Disabling Copilot Autofix at any level will close all open Copilot Autofix suggestions that were added as comments on code scanning alerts in pull requests. If Copilot Autofix is later re-enabled, suggestions will only be generated for pull requests opened after that point, or after re-running code scanning security analysis on existing pull requests.
Note
Copilot Autofix is an integral part of GitHub Code Quality and will continue to run on code quality results even when it is disabled for code security results.
For more information about Copilot Autofix, see About Copilot Autofix for code scanning.
Blocking use of Copilot Autofix for an enterprise
Enterprise administrators can disallow Copilot Autofix for security results in their enterprise. If you disallow Copilot Autofix for an enterprise, Copilot Autofix cannot be enabled for any organizations or repositories within the enterprise.
Allowing Copilot Autofix for an enterprise does not enforce enablement of Copilot Autofix, but means that organization and repository administrators will have the option to enable or disable Copilot Autofix for security results.
Disallowing Copilot Autofix at the enterprise level will remove all open Copilot Autofix suggestions that were added as comments on code scanning alerts in pull requests across all repositories of all organizations within the enterprise.
- Navigate to your enterprise. For example, from the Enterprises page on GitHub.com.
- At the top of the page, click Policies.
- Under "Policies", click Advanced Security.
- Under "Copilot Autofix", use the dropdown menu to choose "Not allowed."
Disabling Copilot Autofix for an organization
If Copilot Autofix is allowed at the enterprise level, organization administrators have the option to disable Copilot Autofix for an organization. If you disable Copilot Autofix for an organization, Copilot Autofix cannot be enabled for any repositories within the organization.
Disabling Copilot Autofix at the organization level will remove all open Copilot Autofix suggestions that were added as comments on code scanning alerts in pull requests across all repositories in the organization.
- In the upper-right corner of GitHub, click your profile picture, then click Organizations.
- Next to the organization, click Settings.
- In the "Security" section of the sidebar, click Advanced Security then Global settings.
- Under the "Code scanning" section, deselect Copilot Autofix.
For more information about configuring global code scanning settings, see Configuring global security settings for your organization.
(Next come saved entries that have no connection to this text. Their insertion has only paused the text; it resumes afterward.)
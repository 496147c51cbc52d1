//! Display configuration structure and methods

use super::{CliArgs, EnvVars};
use crate::display::context::RenderSettings;
use crate::display::renderer::ScrollPolicy;
use crate::display::surface::format_time;
use crate::models::{ContentKind, SlotMode};
use chrono::NaiveDate;
use embedded_graphics::pixelcolor::Rgb888;
use log::info;

/// Configuration structure that stores all slot and render settings
#[derive(Clone, Debug)]
pub struct DisplayConfig {
    pub mode: SlotMode,
    pub text: String,
    pub icon: Option<String>,
    pub icons_file: Option<String>,
    pub screen_time: u32,
    pub hold: i64,
    pub text_color: Rgb888,
    pub default_font: bool,

    pub scroll_policy: ScrollPolicy,
    pub scroll_count: u32,
    pub scroll_interval_ms: u64,
    pub rainbow_interval_ms: u64,
    pub time_format: String,
    pub date_format: String,
    pub display_gauge: bool,
    pub show_day_of_month: bool,

    pub tick_ms: u64,
    pub preview: bool,
    pub preview_every: u32,

    /// Values that could not be parsed, reported by `validate`
    parse_errors: Vec<String>,
}

impl DisplayConfig {
    /// Create a new configuration by combining CLI arguments and environment variables
    pub fn new(cli_args: CliArgs, env_vars: EnvVars) -> Self {
        let mut parse_errors = Vec::new();

        let mode_name = env_vars.mode.unwrap_or(cli_args.mode);
        let mode = mode_name.parse::<SlotMode>().unwrap_or_else(|e| {
            parse_errors.push(e);
            SlotMode::Empty
        });

        let policy_name = env_vars.scroll_policy.unwrap_or(cli_args.scroll_policy);
        let scroll_policy = policy_name.parse::<ScrollPolicy>().unwrap_or_else(|e| {
            parse_errors.push(e);
            ScrollPolicy::default()
        });

        let color_spec = env_vars.color.unwrap_or(cli_args.color);
        let text_color = parse_color(&color_spec).unwrap_or_else(|e| {
            parse_errors.push(e);
            Rgb888::new(255, 255, 255)
        });

        let icon = env_vars
            .icon
            .or(cli_args.icon)
            .filter(|name| !name.trim().is_empty());

        let special_font = env_vars.special_font.unwrap_or(cli_args.special_font);
        let scroll_policy_label = format!("{:?}", scroll_policy);

        let config = Self {
            mode,
            text: env_vars.text.unwrap_or(cli_args.text),
            icon,
            icons_file: env_vars.icons.or(cli_args.icons),
            screen_time: env_vars.screen_time.unwrap_or(cli_args.screen_time),
            hold: env_vars.hold.unwrap_or(cli_args.hold),
            text_color,
            default_font: !special_font,

            scroll_policy,
            scroll_count: env_vars.scroll_count.unwrap_or(cli_args.scroll_count),
            scroll_interval_ms: env_vars.scroll_interval.unwrap_or(cli_args.scroll_interval),
            rainbow_interval_ms: env_vars
                .rainbow_interval
                .unwrap_or(cli_args.rainbow_interval),
            time_format: env_vars.time_format.unwrap_or(cli_args.time_format),
            date_format: env_vars.date_format.unwrap_or(cli_args.date_format),
            display_gauge: env_vars.gauge.unwrap_or(cli_args.gauge),
            show_day_of_month: env_vars.day_of_month.unwrap_or(cli_args.day_of_month),

            tick_ms: env_vars.tick_ms.unwrap_or(cli_args.tick_ms),
            preview: env_vars.preview.unwrap_or(cli_args.preview),
            preview_every: cli_args.preview_every,

            parse_errors,
        };

        info!(
            "Slot mode: {} ({}), scroll policy: {}",
            config.mode,
            config.mode.label(),
            scroll_policy_label
        );

        config
    }

    /// Rendering choices shared by every slot
    pub fn render_settings(&self) -> RenderSettings {
        RenderSettings {
            scroll_policy: self.scroll_policy,
            scroll_count: self.scroll_count,
            scroll_interval_ms: self.scroll_interval_ms,
            rainbow_interval_ms: self.rainbow_interval_ms,
            time_format: self.time_format.clone(),
            date_format: self.date_format.clone(),
            ..RenderSettings::default()
        }
    }

    /// Validate the configuration
    pub fn validate(&self) -> Result<(), Vec<String>> {
        let mut errors = self.parse_errors.clone();

        if self.tick_ms == 0 {
            errors.push("Tick must be greater than 0 ms".to_string());
        }

        if self.scroll_interval_ms == 0 {
            errors.push("Scroll interval must be greater than 0 ms".to_string());
        }

        if self.rainbow_interval_ms == 0 {
            errors.push("Rainbow interval must be greater than 0 ms".to_string());
        }

        if self.preview && self.preview_every == 0 {
            errors.push("Preview interval must be at least 1 tick".to_string());
        }

        for (label, format) in [("Time", &self.time_format), ("Date", &self.date_format)] {
            if !is_valid_format(format) {
                errors.push(format!("{} format '{}' is not a valid strftime format", label, format));
            }
        }

        let needs_icon = matches!(
            self.mode.content(),
            ContentKind::Icon | ContentKind::FullScreen
        );
        if needs_icon && self.icon.is_none() {
            errors.push(format!("Mode '{}' requires an icon (--icon)", self.mode));
        }

        if errors.is_empty() {
            Ok(())
        } else {
            Err(errors)
        }
    }
}

/// Parse "r,g,b" into a color
pub fn parse_color(spec: &str) -> Result<Rgb888, String> {
    let parts: Vec<&str> = spec.split(',').map(str::trim).collect();
    if let [r, g, b] = parts[..] {
        let channel = |value: &str| {
            value
                .parse::<u8>()
                .map_err(|_| format!("Invalid color '{}': channel '{}' must be 0-255", spec, value))
        };
        Ok(Rgb888::new(channel(r)?, channel(g)?, channel(b)?))
    } else {
        Err(format!("Invalid color '{}': expected \"r,g,b\"", spec))
    }
}

fn is_valid_format(format: &str) -> bool {
    let probe = NaiveDate::from_ymd_opt(2024, 1, 1).and_then(|date| date.and_hms_opt(0, 0, 0));
    !format.is_empty() && probe.is_some_and(|time| format_time(format, &time).is_some())
}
Disabling Copilot Autofix for a repository
If Copilot Autofix is allowed at the enterprise level and enabled at the organization level, repository administrators have the option to disable Copilot Autofix for a repository. Disabling Copilot Autofix at the repository level will remove all open Copilot Autofix suggestions that were added as comments on code scanning alerts in pull requests across the repository.
-
On GitHub, navigate to the main page of the repository.
-
Under your repository name, click Settings. If you cannot see the "Settings" tab, select the dropdown menu, then click Settings.
-
In the "Security" section of the sidebar, click Advanced Security.
-
In the "Code Security" section, deselect Copilot Autofix.